Michel Duclos tire une troisième leçon préliminaire selon laquelle le « Sud global » est en train de mettre en avant son autonomie. Il constate, et je le rejoins en ce sens, que le Sud global veut se tenir à distance tant de Moscou que de la Chine ou du monde occidental. Il entend ainsi mener sa propre politique sans être le client exclusif de l’un ou de l’autre. S’il s’agit d’un nouveau défi pour Paris, ce constat est également décevant pour les Européens qui ont à maintes reprises essayé de tisser des liens avec le nouveau Sud. Des tentatives qui ont peut-être été insuffisantes. Si la France veut sortir des difficultés dans lesquelles elle s’est enlisée, il faut qu’elle montre qu’elle n’est pas enfermée dans un camp occidental auquel la guerre en Ukraine l’a un peu rallié. Si Paris veut entretenir des relations développées dans la tradition de la 5e République qui vise à augmenter ses marges de manœuvre, elle doit sortir de la logique des blocs et augmenter ses relations avec les pays du Sud. Oui, la France est un pays occidental. Non on ne peut la reclure à cette seule appartenance.

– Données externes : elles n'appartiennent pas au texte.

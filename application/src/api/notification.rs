//! [`Notification`]-related definitions.

use common::DateTime;
use derive_more::{AsRef, Display, From, Into};
use juniper::{graphql_object, GraphQLEnum, GraphQLScalar};
use service::domain;
use uuid::Uuid;

use crate::{
    api::{self, scalar},
    Context,
};

/// A notice published by a landlord for the residents of a `Property`.
#[derive(Clone, Debug, From)]
pub struct Notification(domain::Notification);

/// A notice published by a landlord for the residents of a `Property`.
#[graphql_object(context = Context)]
impl Notification {
    /// Unique identifier of this `Notification`.
    pub fn id(&self) -> Id {
        self.0.id.into()
    }

    /// ID of the `Property` this `Notification` is published for.
    pub fn property_id(&self) -> api::property::Id {
        self.0.property_id.into()
    }

    /// Kind of this `Notification`.
    pub fn kind(&self) -> Kind {
        self.0.kind.into()
    }

    /// Priority of this `Notification`.
    pub fn priority(&self) -> Priority {
        self.0.priority.into()
    }

    /// Title of this `Notification`.
    pub fn title(&self) -> Title {
        self.0.title.clone().into()
    }

    /// Text of this `Notification`.
    pub fn message(&self) -> Text {
        self.0.message.clone().into()
    }

    /// Landlord who published this `Notification`.
    pub fn creator(&self) -> api::User {
        #[expect(
            unsafe_code,
            reason = "`Notification` loaded from repository guarantees \
                      creator existence"
        )]
        unsafe {
            api::User::new_unchecked(self.0.creator_id)
        }
    }

    /// ID of the `Meldung` this `Notification` relates to, if any.
    pub fn meldung_id(&self) -> Option<api::meldung::Id> {
        self.0.meldung_id.map(Into::into)
    }

    /// Indicator whether the current `User` has read this `Notification`.
    pub async fn is_read(&self, ctx: &Context) -> bool {
        let Ok(Some(session)) = ctx.try_current_session().await else {
            return false;
        };
        let my_id = domain::user::Id::from(session.user_id);
        self.0.read_by.iter().any(|r| r.user_id == my_id)
    }

    /// `DateTime` when this `Notification` was published.
    pub fn created_at(&self) -> DateTime {
        self.0.created_at.coerce()
    }
}

/// Unique identifier of a `Notification`.
#[derive(
    Clone, Copy, Debug, Display, Eq, From, GraphQLScalar, Into, PartialEq,
)]
#[from(domain::notification::Id)]
#[into(domain::notification::Id)]
#[graphql(name = "NotificationId", transparent)]
pub struct Id(Uuid);

/// Title of a `Notification`.
#[derive(AsRef, Clone, Debug, Display, From, GraphQLScalar, Into)]
#[graphql(
    name = "NotificationTitle",
    with = scalar::Via::<domain::notification::Title>,
)]
pub struct Title(domain::notification::Title);

/// Text of a `Notification`.
#[derive(AsRef, Clone, Debug, Display, From, GraphQLScalar, Into)]
#[graphql(
    name = "NotificationText",
    with = scalar::Via::<domain::notification::Text>,
)]
pub struct Text(domain::notification::Text);

/// Kind of a `Notification`.
#[derive(Clone, Copy, Debug, GraphQLEnum)]
#[graphql(name = "NotificationKind")]
pub enum Kind {
    /// Planned maintenance works.
    Maintenance,

    /// General announcement.
    Announcement,

    /// Event in the `Property`.
    Event,

    /// Emergency requiring immediate attention.
    Emergency,
}

impl From<domain::notification::Kind> for Kind {
    fn from(kind: domain::notification::Kind) -> Self {
        use domain::notification::Kind as K;
        match kind {
            K::Maintenance => Self::Maintenance,
            K::Announcement => Self::Announcement,
            K::Event => Self::Event,
            K::Emergency => Self::Emergency,
        }
    }
}

impl From<Kind> for domain::notification::Kind {
    fn from(kind: Kind) -> Self {
        match kind {
            Kind::Maintenance => Self::Maintenance,
            Kind::Announcement => Self::Announcement,
            Kind::Event => Self::Event,
            Kind::Emergency => Self::Emergency,
        }
    }
}

/// Priority of a `Notification`.
#[derive(Clone, Copy, Debug, GraphQLEnum)]
#[graphql(name = "NotificationPriority")]
pub enum Priority {
    /// Informational.
    Low,

    /// Regular.
    Medium,

    /// Important.
    High,

    /// Must be read immediately.
    Urgent,
}

impl From<domain::notification::Priority> for Priority {
    fn from(priority: domain::notification::Priority) -> Self {
        use domain::notification::Priority as P;
        match priority {
            P::Low => Self::Low,
            P::Medium => Self::Medium,
            P::High => Self::High,
            P::Urgent => Self::Urgent,
        }
    }
}

impl From<Priority> for domain::notification::Priority {
    fn from(priority: Priority) -> Self {
        match priority {
            Priority::Low => Self::Low,
            Priority::Medium => Self::Medium,
            Priority::High => Self::High,
            Priority::Urgent => Self::Urgent,
        }
    }
}
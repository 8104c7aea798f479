//! Application provides API for interacting with the [`Service`].

#![deny(
    nonstandard_style,
    rust_2018_idioms,
    rustdoc::all,
    trivial_casts,
    trivial_numeric_casts,
    unsafe_code
)]
#![forbid(non_ascii_idents)]
#![warn(
    clippy::allow_attributes,
    clippy::allow_attributes_without_reason,
    clippy::pedantic,
    clippy::wildcard_enum_match_arm,
    deprecated_in_future,
    missing_copy_implementations,
    missing_debug_implementations,
    missing_docs,
    unreachable_pub,
    unused_crate_dependencies,
    unused_import_braces,
    unused_labels,
    unused_lifetimes,
    unused_qualifications,
    unused_results
)]

pub mod api;
pub mod args;
pub mod config;
mod context;
pub mod error;

use std::sync::Arc;

use axum::{
    body::Bytes,
    extract::Path,
    response::{IntoResponse, Response},
    Extension, Json,
};
use derive_more::Debug;
use juniper::{http::GraphQLBatchResponse, DefaultScalarValue, ScalarValue};
use juniper_axum::extract::JuniperRequest;
use service::{command, domain, infra::billing, Command as _};
use tracing as log;
// Used in binary.
use axum_client_ip as _;
use futures as _;
use refinery as _;
use tower_http as _;
use tracing_subscriber as _;

pub use self::{
    args::Args,
    config::Config,
    context::{Context, Session},
    error::{AsError, Error},
};

/// [`Service`] with filled infrastructure dependencies.
///
/// [`Service`]: service::Service
pub type Service = service::Service<
    service::infra::Postgres,
    service::infra::billing::PayPal,
>;

/// [`juniper`] GraphQL response.
#[derive(Debug)]
pub struct JuniperResponse<S = DefaultScalarValue>
where
    S: ScalarValue,
{
    /// Status code of the response.
    pub status_code: http::StatusCode,

    /// Underlying GraphQL response.
    #[debug(skip)]
    pub response: GraphQLBatchResponse<S>,
}

impl<S> IntoResponse for JuniperResponse<S>
where
    S: ScalarValue,
{
    fn into_response(self) -> Response {
        let Self {
            status_code,
            response,
        } = self;

        if response.is_ok() {
            Json(response).into_response()
        } else {
            (status_code, Json(response)).into_response()
        }
    }
}

/// GraphQL API handler.
pub async fn graphql(
    Extension(schema): Extension<Arc<api::Schema>>,
    context: Context,
    JuniperRequest(gql_request): JuniperRequest,
) -> JuniperResponse {
    JuniperResponse {
        status_code: context.error_status_code(),
        response: gql_request.execute(&*schema, &context).await,
    }
}

/// Handler exporting the thread of a [`domain::Meldung`] as a PDF document.
///
/// # Errors
///
/// Errors if the request is not authorized, the [`domain::Meldung`] does not
/// exist or is not accessible by the current [`Session`].
pub async fn export_meldung(
    context: Context,
    Path(meldung_id): Path<domain::meldung::Id>,
) -> Result<Response, Error> {
    let session = context.current_session().await?;

    let pdf = context
        .service()
        .execute(command::ExportMeldungThread {
            user_id: session.user_id.into(),
            role: session.role,
            meldung_id,
        })
        .await
        .map_err(AsError::into_error)?;

    Ok((
        [
            (http::header::CONTENT_TYPE, "application/pdf".to_owned()),
            (
                http::header::CONTENT_DISPOSITION,
                format!("attachment; filename=\"meldung-{meldung_id}.pdf\""),
            ),
        ],
        pdf,
    )
        .into_response())
}

/// Handler of the [PayPal] webhook events.
///
/// Deliveries are verified with [PayPal] first. Events not affecting a
/// subscription status are acknowledged and ignored.
///
/// # Errors
///
/// Errors if the delivery is not signed by [PayPal], is malformed, or refers
/// to an unknown subscription.
///
/// [PayPal]: https://developer.paypal.com/api/rest/webhooks
pub async fn paypal_webhook(
    Extension(service): Extension<Service>,
    headers: http::HeaderMap,
    payload: Bytes,
) -> Result<http::StatusCode, Error> {
    let signature = billing::WebhookSignature::from_headers(|name| {
        headers.get(name).and_then(|v| v.to_str().ok())
    });

    let applied = service
        .execute(command::ApplyBillingEvent {
            signature,
            payload: payload.to_vec(),
        })
        .await
        .map_err(AsError::into_error)?;
    if let Some(subscription) = applied {
        log::debug!(
            "applied billing webhook to `Subscription(id: {})`",
            subscription.id,
        );
    }

    Ok(http::StatusCode::OK)
}

impl AsError for command::export_meldung_thread::ExecutionError {
    fn try_as_error(&self) -> Option<Error> {
        define_error! {
            enum Error {
                #[code = "MELDUNG_NOT_EXISTS"]
                #[status = NOT_FOUND]
                #[message = "`Meldung` with the specified ID does not exist"]
                NotExists,

                #[code = "MELDUNG_FORBIDDEN"]
                #[status = FORBIDDEN]
                #[message = "`Meldung` with the specified ID is not \
                             accessible"]
                Forbidden,
            }
        }

        Some(match self {
            Self::Db(e) => return e.try_as_error(),
            Self::MeldungNotExists(_) => Error::NotExists.into(),
            Self::Forbidden(_) => Error::Forbidden.into(),
        })
    }
}

impl AsError for command::apply_billing_event::ExecutionError {
    fn try_as_error(&self) -> Option<Error> {
        define_error! {
            enum Error {
                #[code = "SUBSCRIPTION_NOT_EXISTS"]
                #[status = NOT_FOUND]
                #[message = "Subscription with the specified ID does not \
                             exist"]
                NotExists,

                #[code = "WEBHOOK_UNVERIFIED"]
                #[status = UNAUTHORIZED]
                #[message = "Webhook delivery is not signed by the billing \
                             provider"]
                Unverified,

                #[code = "WEBHOOK_MALFORMED"]
                #[status = BAD_REQUEST]
                #[message = "Webhook delivery is not a billing event"]
                Malformed,
            }
        }

        Some(match self {
            Self::Db(e) => return e.try_as_error(),
            Self::Billing(e) => return e.try_as_error(),
            Self::Unverified => Error::Unverified.into(),
            Self::Malformed(_) => Error::Malformed.into(),
            Self::SubscriptionNotExists(_) => Error::NotExists.into(),
        })
    }
}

La France a des intérêts spécifiques et une parole à faire valoir et elle ne peut se contenter de n’être qu’un pays occidental dans une alliance qui est de plus en plus étouffante en période de guerre. Il lui faut garder des marges de manœuvre et ne pas dilapider son capital restant qui navigue désormais dans une situation difficile avec un vent qui ne souffle pas en direction des thèses traditionnelles françaises en géopolitique. C’est justement lorsque les vents soufflent contre elle et dans la tempête qu’il faut résister et conserver une autonomie qui passe tout d’abord par une autonomie intellectuelle.